Gaspar ouvia sem interromper Maurício, parecendo concordar com o diagnóstico do amigo.
Um grande silêncio envolveu a mesa dos três. Ao longe, rompendo a densidade da fumaça e
o enjoativo cheiro de álcool que dominava o bar, o piano continuava tateado por mãos
cansadas e indiferentes àquelas vidas gastando-se na madrugada. Vinda de um canto do bar,
passou pela mesa dos três amigos uma mulher jovem. Não era bela nem feia. Era uma mulher
de bar. Gaspar segurou-lhe o braço e indagou se estava sozinha. A mulher respondeu
afirmativamente.
Para onde vai?
Para casa.
Espere, vou com você.
Saíram os dois.
Num hotel barato, os outros hóspedes ouviram a porta de um quarto fechar-se. Depois o
murmúrio de vozes do casal. De repente, uma gargalhada inundou o corredor do hotel. Outra
gargalhada. Depois o silêncio absoluto.
Pela manhã, quando a arrumadeira iniciou o seu serviço, ao passar pelo quarto ocupado
pelo casal da madrugada, viu pela porta entreaberta uma mulher nua, deitada na cama, tendo
sobre a cabeça um travesseiro.
O seu corpo morto deixava fora do lençol um seio alvo e volumoso.

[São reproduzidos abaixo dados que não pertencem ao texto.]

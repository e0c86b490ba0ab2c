//! Monthly report data source.
//!
//! Loads every input of a monthly report for one calendar window. All
//! aggregation happens in `estimo-core`; this module only reads.

use std::collections::HashMap;

use chrono::{DateTime, Utc};
use rust_decimal::Decimal;
use sea_orm::{ColumnTrait, DatabaseConnection, EntityTrait, QueryFilter, QueryOrder, QuerySelect};
use uuid::Uuid;

use super::estimation::{
    from_db_status as from_db_estimation_status, to_domain as estimation_to_domain,
};
use super::expense::{from_db_category, to_domain as expense_to_domain};
use super::quotation::from_db_status as from_db_quotation_status;
use crate::entities::{
    estimations, expenses, incomes, payments, purchase_orders, quotations,
    sea_orm_active_enums::{
        EstimationStatus as DbEstimationStatus, ExpenseCategory as DbExpenseCategory,
        QuotationStatus as DbQuotationStatus,
    },
};
use estimo_core::estimation::Estimation;
use estimo_core::reports::{
    IncomeRecord, MonthlyReportData, MonthlyReportSource, PaymentRecord, PurchaseOrderRecord,
    ReportError, ReportPeriod,
};
use estimo_core::spend::ExpenseCategory;

/// Income status counted as received.
const APPROVED_INCOME_STATUS: &str = "approved";

/// Report repository implementation.
#[derive(Debug, Clone)]
pub struct ReportRepository {
    db: DatabaseConnection,
}

impl ReportRepository {
    /// Create a new report repository.
    #[must_use]
    pub fn new(db: DatabaseConnection) -> Self {
        Self { db }
    }

    async fn incomes(
        &self,
        start: DateTime<Utc>,
        end: DateTime<Utc>,
    ) -> Result<Vec<IncomeRecord>, ReportError> {
        let models = incomes::Entity::find()
            .filter(incomes::Column::Status.eq(APPROVED_INCOME_STATUS))
            .filter(incomes::Column::ReceivedAt.gte(start))
            .filter(incomes::Column::ReceivedAt.lt(end))
            .all(&self.db)
            .await
            .map_err(|e| ReportError::Database(e.to_string()))?;

        Ok(models
            .into_iter()
            .map(|m| IncomeRecord {
                amount: m.amount,
                income_type: m.income_type,
                method: m.method,
            })
            .collect())
    }

    async fn cumulative_spend(
        &self,
        end: DateTime<Utc>,
    ) -> Result<HashMap<Uuid, HashMap<ExpenseCategory, Decimal>>, ReportError> {
        let rows: Vec<(Uuid, DbExpenseCategory, Option<Decimal>)> = expenses::Entity::find()
            .select_only()
            .column(expenses::Column::ProjectId)
            .column(expenses::Column::Category)
            .column_as(expenses::Column::Amount.sum(), "total")
            .filter(expenses::Column::CreatedAt.lt(end))
            .group_by(expenses::Column::ProjectId)
            .group_by(expenses::Column::Category)
            .into_tuple()
            .all(&self.db)
            .await
            .map_err(|e| ReportError::Database(e.to_string()))?;

        let mut spend: HashMap<Uuid, HashMap<ExpenseCategory, Decimal>> = HashMap::new();
        for (project_id, category, total) in rows {
            spend
                .entry(project_id)
                .or_default()
                .insert(from_db_category(category), total.unwrap_or_default());
        }
        Ok(spend)
    }

    async fn latest_estimations(
        &self,
        end: DateTime<Utc>,
    ) -> Result<Vec<Estimation>, ReportError> {
        let models = estimations::Entity::find()
            .filter(estimations::Column::CreatedAt.lt(end))
            .order_by_asc(estimations::Column::ProjectId)
            .order_by_desc(estimations::Column::Version)
            .all(&self.db)
            .await
            .map_err(|e| ReportError::Database(e.to_string()))?;

        let mut latest = Vec::new();
        let mut last_project = None;
        for model in models {
            if last_project != Some(model.project_id) {
                last_project = Some(model.project_id);
                latest.push(estimation_to_domain(model));
            }
        }
        Ok(latest)
    }
}

impl MonthlyReportSource for ReportRepository {
    async fn load_month(&self, period: ReportPeriod) -> Result<MonthlyReportData, ReportError> {
        let start = period.start();
        let end = period.end();

        let incomes = self.incomes(start, end).await?;

        let expenses = expenses::Entity::find()
            .filter(expenses::Column::CreatedAt.gte(start))
            .filter(expenses::Column::CreatedAt.lt(end))
            .order_by_asc(expenses::Column::CreatedAt)
            .all(&self.db)
            .await
            .map_err(|e| ReportError::Database(e.to_string()))?
            .into_iter()
            .map(expense_to_domain)
            .collect();

        let cumulative_spend = self.cumulative_spend(end).await?;
        let latest_estimations = self.latest_estimations(end).await?;

        let payments = payments::Entity::find()
            .filter(payments::Column::CreatedAt.gte(start))
            .filter(payments::Column::CreatedAt.lt(end))
            .all(&self.db)
            .await
            .map_err(|e| ReportError::Database(e.to_string()))?
            .into_iter()
            .map(|m| PaymentRecord {
                id: m.id,
                amount: m.amount,
                status: m.status,
            })
            .collect();

        let quotation_statuses: Vec<DbQuotationStatus> = quotations::Entity::find()
            .select_only()
            .column(quotations::Column::Status)
            .filter(quotations::Column::CreatedAt.gte(start))
            .filter(quotations::Column::CreatedAt.lt(end))
            .into_tuple()
            .all(&self.db)
            .await
            .map_err(|e| ReportError::Database(e.to_string()))?;

        let estimation_statuses: Vec<DbEstimationStatus> = estimations::Entity::find()
            .select_only()
            .column(estimations::Column::Status)
            .filter(estimations::Column::CreatedAt.gte(start))
            .filter(estimations::Column::CreatedAt.lt(end))
            .into_tuple()
            .all(&self.db)
            .await
            .map_err(|e| ReportError::Database(e.to_string()))?;

        let purchase_orders = purchase_orders::Entity::find()
            .filter(purchase_orders::Column::CreatedAt.gte(start))
            .filter(purchase_orders::Column::CreatedAt.lt(end))
            .all(&self.db)
            .await
            .map_err(|e| ReportError::Database(e.to_string()))?
            .into_iter()
            .map(|m| PurchaseOrderRecord {
                id: m.id,
                total_amount: m.total_amount,
                status: m.status,
            })
            .collect();

        Ok(MonthlyReportData {
            incomes,
            expenses,
            cumulative_spend,
            latest_estimations,
            payments,
            quotation_statuses: quotation_statuses
                .into_iter()
                .map(from_db_quotation_status)
                .collect(),
            estimation_statuses: estimation_statuses
                .into_iter()
                .map(from_db_estimation_status)
                .collect(),
            purchase_orders,
        })
    }
}
//! Project repository for database operations.

use chrono::Utc;
use sea_orm::{
    ActiveModelTrait, ColumnTrait, DatabaseConnection, EntityTrait, QueryFilter, QueryOrder, Set,
};
use uuid::Uuid;

use super::is_unique_violation;
use crate::entities::{projects, sea_orm_active_enums::ProjectStatus as DbProjectStatus};
use estimo_core::project::{
    Project, ProjectDirectory as ProjectRepoTrait, ProjectError, ProjectStatus,
};

/// Project repository implementation.
#[derive(Debug, Clone)]
pub struct ProjectRepository {
    db: DatabaseConnection,
}

impl ProjectRepository {
    /// Create a new project repository.
    #[must_use]
    pub fn new(db: DatabaseConnection) -> Self {
        Self { db }
    }
}

impl ProjectRepoTrait for ProjectRepository {
    async fn find_by_id(&self, id: Uuid) -> Result<Option<Project>, ProjectError> {
        let model = projects::Entity::find_by_id(id)
            .one(&self.db)
            .await
            .map_err(|e| ProjectError::Database(e.to_string()))?;

        Ok(model.map(to_domain))
    }

    async fn find_by_code(&self, code: &str) -> Result<Option<Project>, ProjectError> {
        let model = projects::Entity::find()
            .filter(projects::Column::Code.eq(code))
            .one(&self.db)
            .await
            .map_err(|e| ProjectError::Database(e.to_string()))?;

        Ok(model.map(to_domain))
    }

    async fn create(&self, project: Project) -> Result<Project, ProjectError> {
        let active_model = projects::ActiveModel {
            id: Set(project.id),
            code: Set(project.code.clone()),
            name: Set(project.name),
            status: Set(to_db_status(project.status)),
            manager_id: Set(project.manager_id),
            client_name: Set(project.client_name),
            estimate_created: Set(project.estimate_created),
            created_at: Set(project.created_at.into()),
            updated_at: Set(project.updated_at.into()),
        };

        let model = active_model.insert(&self.db).await.map_err(|e| {
            if is_unique_violation(&e) {
                ProjectError::DuplicateCode(project.code)
            } else {
                ProjectError::Database(e.to_string())
            }
        })?;

        Ok(to_domain(model))
    }

    async fn list(&self) -> Result<Vec<Project>, ProjectError> {
        let models = projects::Entity::find()
            .order_by_asc(projects::Column::CreatedAt)
            .all(&self.db)
            .await
            .map_err(|e| ProjectError::Database(e.to_string()))?;

        Ok(models.into_iter().map(to_domain).collect())
    }

    async fn update_status(
        &self,
        id: Uuid,
        status: ProjectStatus,
    ) -> Result<Option<Project>, ProjectError> {
        let result = projects::Entity::update_many()
            .set(projects::ActiveModel {
                status: Set(to_db_status(status)),
                updated_at: Set(Utc::now().into()),
                ..Default::default()
            })
            .filter(projects::Column::Id.eq(id))
            .exec(&self.db)
            .await
            .map_err(|e| ProjectError::Database(e.to_string()))?;

        if result.rows_affected == 0 {
            return Ok(None);
        }
        self.find_by_id(id).await
    }
}

/// Convert domain project status to database enum.
fn to_db_status(status: ProjectStatus) -> DbProjectStatus {
    match status {
        ProjectStatus::OnHold => DbProjectStatus::OnHold,
        ProjectStatus::Active => DbProjectStatus::Active,
        ProjectStatus::InProgress => DbProjectStatus::InProgress,
        ProjectStatus::Completed => DbProjectStatus::Completed,
        ProjectStatus::Cancelled => DbProjectStatus::Cancelled,
    }
}

fn from_db_status(status: DbProjectStatus) -> ProjectStatus {
    match status {
        DbProjectStatus::OnHold => ProjectStatus::OnHold,
        DbProjectStatus::Active => ProjectStatus::Active,
        DbProjectStatus::InProgress => ProjectStatus::InProgress,
        DbProjectStatus::Completed => ProjectStatus::Completed,
        DbProjectStatus::Cancelled => ProjectStatus::Cancelled,
    }
}

fn to_domain(model: projects::Model) -> Project {
    Project {
        id: model.id,
        code: model.code,
        name: model.name,
        status: from_db_status(model.status),
        manager_id: model.manager_id,
        client_name: model.client_name,
        estimate_created: model.estimate_created,
        created_at: model.created_at.into(),
        updated_at: model.updated_at.into(),
    }
}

Adalgisa Nery (1905 - 1980) nasceu na cidade do Rio de Janeiro. Casou-se com o
pintor Ismael Nery aos 16 anos de idade, passando a conviver com intelectuais da época,
entre os quais Manuel Bandeira, Murilo Mendes, Aníbal Machado e Jorge de Lima. Com o
falecimento de Ismael, inicia sua carreira literária publicando seu primeiro trabalho em
1935, na Revista Acadêmica, passando a contribuir com vários periódicos. Em 1940,
casou-se com Lorival Fontes, que foi nomeado embaixador do Brasil no México. Com isso, a
escritora passou a freqüentar a elite intelectual daquele país, tendo sido retratada por
Diogo Rivera e amiga de Frida Kalo. De volta ao Brasil, após sua separação, iniciou sua
carreira como articulista política, tendo escrito, de 1954 a 1966, uma coluna diária no
jornal Última Hora sob o título "Retratos sem retoque". Foi eleita deputada
por dois mandatos 1962 e 1966. Foi cassada pela Junta Militar, em 1969. Deprimida,
faleceu em um abrigo de idosos, no Rio de Janeiro. Algumas obras da autora: O jardim das
carícias (1938), As fronteiras da quarta dimensão (1951) e A imaginária (1959).
Texto extraído do livro "Contos de escritoras brasileiras", Martins Fontes -
São Paulo, 2003, pág. 17, organizadoras: Lúcia Helena Vianna e Márcia Lígia Guidin.